- **PROBLEM REQUIREMENTS**: Print the range of lines that opens with the line containing "pub mod files;" and closes with the last line of the listing. Include both ends; print nothing more.

- **RECORDS SUPPLIED**:
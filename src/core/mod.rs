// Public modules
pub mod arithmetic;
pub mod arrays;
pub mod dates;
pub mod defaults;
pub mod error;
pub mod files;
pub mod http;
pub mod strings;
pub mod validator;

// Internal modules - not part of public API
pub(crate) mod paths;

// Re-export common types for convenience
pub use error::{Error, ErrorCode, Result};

- **SOLUTION TO THE PROBLEM**:
pub mod files;
pub mod http;
pub mod strings;
pub mod validator;

// Internal modules - not part of public API
pub(crate) mod paths;

// Re-export common types for convenience
pub use error::{Error, ErrorCode, Result};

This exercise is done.